SuaraKaltim.id - Harga tandan buah segar (TBS) kelapa sawit yang anjlok dalam dua bulan terakhir hingga menyentuh Rp 600 per kilogram (kg) di Kaltim merugikan petani.
Kepala Dinas Perkebunan (Disbun) Provinsi Kaltim Ujang Rachmad mengatakan, petani rugi karena harga saat ini tak mencukupi untuk biaya produksi. Mulai dari panen, pengangkutan dan lainnya.
“Harga Rp 800 TBS per kg tidk bisa menutupi biaya produksi, rugi,” ujarnya, melansir dari Inibalikpapan.com--Jaringan Suara.com, Jumat (1/7/2022).
Ia mengaku khawatir, jika harga tidak kembali normal seperti sebelumnya, yang sempat menyentuh Rp 3,3 juta per ton akan sangat berdampak pada pendapatan petani. Ia pun ikut pusing.
“Jika harga tidak kembali normal, kalau 2 bulan harga enggak berubah bisa hancur? Iya itu yang jadi kekhawatriran, saya terus terang puyeng,” katanya.
Menurutnya, saat ini nilai tukar petani (NTP) Kaltim yang menjadi indikator kesejahteraan petani juga turun menjadi 152. Sebelumnya, 186 saat harga sawit masih normal.
“Pada saat harga 3,3 juta per ton NTP Kaltim itu 186, NTP indikator kesejahteraan petani bulan lalu sudah 152. Tiap bulan kan dikeluarkan,” ucapnya.
Katanya, pembangunan perkebunan berkelanjutan dilihat dari sisi ekonomi. Maka untuk kesejahteraan petani atau masyarakat dilihat dari harga komoditas yang tercapai atau normal.
“Kalau harga rendah, ya artinya kalau tujuan kita untuk mensejahterahkan masyarakat melalui harga komoditas yang baik itu kan enggak tercapai. Itu yang menjadi kegalauan saya saat ini,” jelasnya.
Baca Juga:Harga TBS Sawit di Kalbar Turun, Terendah Rp 1.882,28 per Kilogram
Ia menjelaskan, harga komoditas perkebunan selama ini selalu bergantung pada pasar. Sehingga, ketika ada intervensi akan mengganggu ekosistem dan terjadi gangguan keseimbangan.

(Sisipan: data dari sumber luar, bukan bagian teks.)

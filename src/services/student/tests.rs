use time::Duration;

use super::*;
use crate::db::types::EnrollmentStatus;
use crate::test_support;

async fn enrolled_student(ctx: &test_support::TestContext) -> (User, Course) {
    let student =
        test_support::insert_user(ctx.state.db(), "S", "s@college.test", UserRole::Student).await;
    let course = test_support::insert_course(ctx.state.db(), "CS101", None).await;
    test_support::insert_enrollment(ctx.state.db(), &student.id, &course.id).await;
    (student, course)
}

#[tokio::test]
async fn enroll_rejects_duplicates_and_non_students() {
    let Some(ctx) = test_support::setup_test_context().await else {
        return;
    };

    let student =
        test_support::insert_user(ctx.state.db(), "S", "s@college.test", UserRole::Student).await;
    let teacher =
        test_support::insert_user(ctx.state.db(), "T", "t@college.test", UserRole::Teacher).await;
    let admin =
        test_support::insert_user(ctx.state.db(), "A", "a@college.test", UserRole::Admin).await;
    let course = test_support::insert_course(ctx.state.db(), "CS101", None).await;

    let enrollment = enroll(&ctx.state, &student, &student.id, &course.id).await.expect("enroll");
    assert_eq!(enrollment.student_id, student.id);

    assert!(matches!(
        enroll(&ctx.state, &student, &student.id, &course.id).await,
        Err(ServiceError::Conflict(_))
    ));
    assert!(matches!(
        enroll(&ctx.state, &admin, &teacher.id, &course.id).await,
        Err(ServiceError::Validation(_))
    ));
    assert!(matches!(
        enroll(&ctx.state, &student, &student.id, "missing-course").await,
        Err(ServiceError::NotFound(_))
    ));
    assert!(matches!(
        enroll(&ctx.state, &teacher, &student.id, &course.id).await,
        Err(ServiceError::Forbidden(_))
    ));
}

#[tokio::test]
async fn unenroll_requires_an_enrollment() {
    let Some(ctx) = test_support::setup_test_context().await else {
        return;
    };

    let student =
        test_support::insert_user(ctx.state.db(), "S", "s@college.test", UserRole::Student).await;
    let course = test_support::insert_course(ctx.state.db(), "CS101", None).await;

    assert!(matches!(
        unenroll(&ctx.state, &student, &student.id, &course.id).await,
        Err(ServiceError::NotFound(_))
    ));

    test_support::insert_enrollment(ctx.state.db(), &student.id, &course.id).await;
    unenroll(&ctx.state, &student, &student.id, &course.id).await.expect("unenroll");

    let history = enrollment_history(&ctx.state, &student, &student.id).await.expect("history");
    assert!(history.is_empty());
}

#[tokio::test]
async fn unenroll_ignores_dropped_enrollments() {
    let Some(ctx) = test_support::setup_test_context().await else {
        return;
    };

    let (student, course) = enrolled_student(&ctx).await;
    let history = enrollment_history(&ctx.state, &student, &student.id).await.expect("history");
    crate::services::admin::update_enrollment_status(
        &ctx.state,
        &history[0].enrollment_id,
        EnrollmentStatus::Dropped,
    )
    .await
    .expect("drop");

    assert!(matches!(
        unenroll(&ctx.state, &student, &student.id, &course.id).await,
        Err(ServiceError::NotFound(_))
    ));
    let history = enrollment_history(&ctx.state, &student, &student.id).await.expect("history");
    assert_eq!(history.len(), 1);
    assert_eq!(history[0].status, EnrollmentStatus::Dropped);

    enroll(&ctx.state, &student, &student.id, &course.id).await.expect("re-enroll");
    unenroll(&ctx.state, &student, &student.id, &course.id).await.expect("unenroll");
    let history = enrollment_history(&ctx.state, &student, &student.id).await.expect("history");
    assert_eq!(history.len(), 1);
    assert_eq!(history[0].status, EnrollmentStatus::Dropped);
}

#[tokio::test]
async fn enroll_in_all_is_idempotent() {
    let Some(ctx) = test_support::setup_test_context().await else {
        return;
    };

    let (student, _) = enrolled_student(&ctx).await;
    test_support::insert_course(ctx.state.db(), "CS102", None).await;
    test_support::insert_course(ctx.state.db(), "CS103", None).await;

    assert_eq!(enroll_in_all(&ctx.state, &student, &student.id).await.expect("first"), 2);
    assert_eq!(enroll_in_all(&ctx.state, &student, &student.id).await.expect("second"), 0);

    let courses = enrolled_courses(&ctx.state, &student, &student.id).await.expect("courses");
    assert_eq!(courses.len(), 3);
}

#[tokio::test]
async fn submit_enforces_due_date_content_and_uniqueness() {
    let Some(ctx) = test_support::setup_test_context().await else {
        return;
    };

    let (student, course) = enrolled_student(&ctx).await;
    let closed =
        test_support::insert_assignment(ctx.state.db(), &course.id, "Old", test_support::yesterday())
            .await;
    let open =
        test_support::insert_assignment(ctx.state.db(), &course.id, "New", test_support::tomorrow())
            .await;

    assert!(matches!(
        submit(&ctx.state, &student, &closed.id, Some("late".to_string()), None).await,
        Err(ServiceError::Validation(_))
    ));

    let empty_file = UploadedFile { original_name: Some("a.txt".to_string()), bytes: Vec::new() };
    assert!(matches!(
        submit(&ctx.state, &student, &open.id, Some("  ".to_string()), Some(empty_file)).await,
        Err(ServiceError::Validation(_))
    ));

    let submission = submit(&ctx.state, &student, &open.id, Some(" answer ".to_string()), None)
        .await
        .expect("submit");
    assert_eq!(submission.submission_text.as_deref(), Some("answer"));
    assert!(submission.grade.is_none());

    assert!(matches!(
        submit(&ctx.state, &student, &open.id, Some("again".to_string()), None).await,
        Err(ServiceError::Conflict(_))
    ));

    let mine = my_submission(&ctx.state, &student, &open.id).await.expect("my submission");
    assert_eq!(mine.id, submission.id);
    assert!(matches!(
        submission_file(&ctx.state, &student, &open.id).await,
        Err(ServiceError::NotFound(_))
    ));
}

#[tokio::test]
async fn file_submission_records_size_and_hash() {
    let Some(ctx) = test_support::setup_test_context().await else {
        return;
    };

    let (student, course) = enrolled_student(&ctx).await;
    let assignment =
        test_support::insert_assignment(ctx.state.db(), &course.id, "HW1", test_support::tomorrow())
            .await;

    let upload = UploadedFile {
        original_name: Some("essay.PDF".to_string()),
        bytes: b"%PDF-1.4 essay".to_vec(),
    };
    let submission = submit(&ctx.state, &student, &assignment.id, None, Some(upload))
        .await
        .expect("submit file");

    let file_name = submission.file_name.expect("file name");
    assert!(file_name.ends_with(".pdf"));
    assert_eq!(submission.file_size, Some(14));
    assert_eq!(submission.file_hash.as_deref().map(str::len), Some(64));

    let downloaded = submission_file(&ctx.state, &student, &assignment.id).await.expect("download");
    assert_eq!(downloaded.bytes, b"%PDF-1.4 essay");
}

#[tokio::test]
async fn unenrolled_students_cannot_see_course_work() {
    let Some(ctx) = test_support::setup_test_context().await else {
        return;
    };

    let student =
        test_support::insert_user(ctx.state.db(), "S", "s@college.test", UserRole::Student).await;
    let course = test_support::insert_course(ctx.state.db(), "CS101", None).await;
    let assignment =
        test_support::insert_assignment(ctx.state.db(), &course.id, "HW1", test_support::tomorrow())
            .await;

    assert!(matches!(
        course_details(&ctx.state, &student, &course.id).await,
        Err(ServiceError::Forbidden(_))
    ));
    assert!(matches!(
        assignment_details(&ctx.state, &student, &assignment.id).await,
        Err(ServiceError::Forbidden(_))
    ));
    assert!(matches!(
        course_details(&ctx.state, &student, "missing-course").await,
        Err(ServiceError::NotFound(_))
    ));
}

#[tokio::test]
async fn dashboard_limits_upcoming_and_recent_grades() {
    let Some(ctx) = test_support::setup_test_context().await else {
        return;
    };

    let teacher =
        test_support::insert_user(ctx.state.db(), "T", "t@college.test", UserRole::Teacher).await;
    let student =
        test_support::insert_user(ctx.state.db(), "S", "s@college.test", UserRole::Student).await;
    let course = test_support::insert_course(ctx.state.db(), "CS101", Some(&teacher.id)).await;
    test_support::insert_enrollment(ctx.state.db(), &student.id, &course.id).await;

    let mut assignments = Vec::new();
    for day in 1..=7 {
        let due = test_support::tomorrow() + Duration::days(day);
        let assignment =
            test_support::insert_assignment(ctx.state.db(), &course.id, &format!("HW{day}"), due)
                .await;
        assignments.push(assignment);
    }

    let dashboard_before = dashboard(&ctx.state, &student, &student.id).await.expect("dashboard");
    assert_eq!(dashboard_before.courses.len(), 1);
    assert_eq!(dashboard_before.upcoming_assignments.len(), 5);
    assert_eq!(dashboard_before.upcoming_assignments[0].title, "HW1");
    assert!(dashboard_before.recent_grades.is_empty());

    for assignment in &assignments {
        let submission =
            submit(&ctx.state, &student, &assignment.id, Some("done".to_string()), None)
                .await
                .expect("submit");
        crate::services::teacher::grade_submission(&ctx.state, &teacher, &submission.id, 80.0, None)
            .await
            .expect("grade");
    }

    let dashboard_after = dashboard(&ctx.state, &student, &student.id).await.expect("dashboard");
    assert!(dashboard_after.upcoming_assignments.is_empty());
    assert_eq!(dashboard_after.recent_grades.len(), 5);

    let all_grades = grades(&ctx.state, &student, &student.id).await.expect("grades");
    assert_eq!(all_grades.len(), 7);
    assert!(all_grades.iter().all(|grade| grade.grade == Some(80.0)));
}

Seperti diketahui, sejak pemerintah melarang ekspor crude palm oil (CPO), kemudian harga sawit anjlok. Sehingga, kemudian untuk kembali normal seperti sebelumnya, butuh proses yang lama.
“Itu terus terang ada banyak faktor yang menyebabkan hal tersebut, dari dulu harga komoditas perkebunan itu selalu bebas dipengaruhi pasar,” tuturnya.
“Begitu ada intervensi, gangguan ekosisterm, gangguan keseimbangannya itu makin parah dan akibatnya pada proses recovery nya agak lama,” imbuhnya.
Ia menyebut, meski larangan ekspor telah dicabut tak serta merta mengembalikan harga sawit. Karena di pasar dunia internasional haerga sawit juga bergelak naik turun.
“Itu sebabnya setelah larangan ekspor dicabut kembali harganya gak makin baik, disamping ada kebijakkan ditingkat lokal Pemerintah Indonesdia, teryata di dunia internasional sawit itu terus bergejolak harganya terus turun naik,” tandasnya.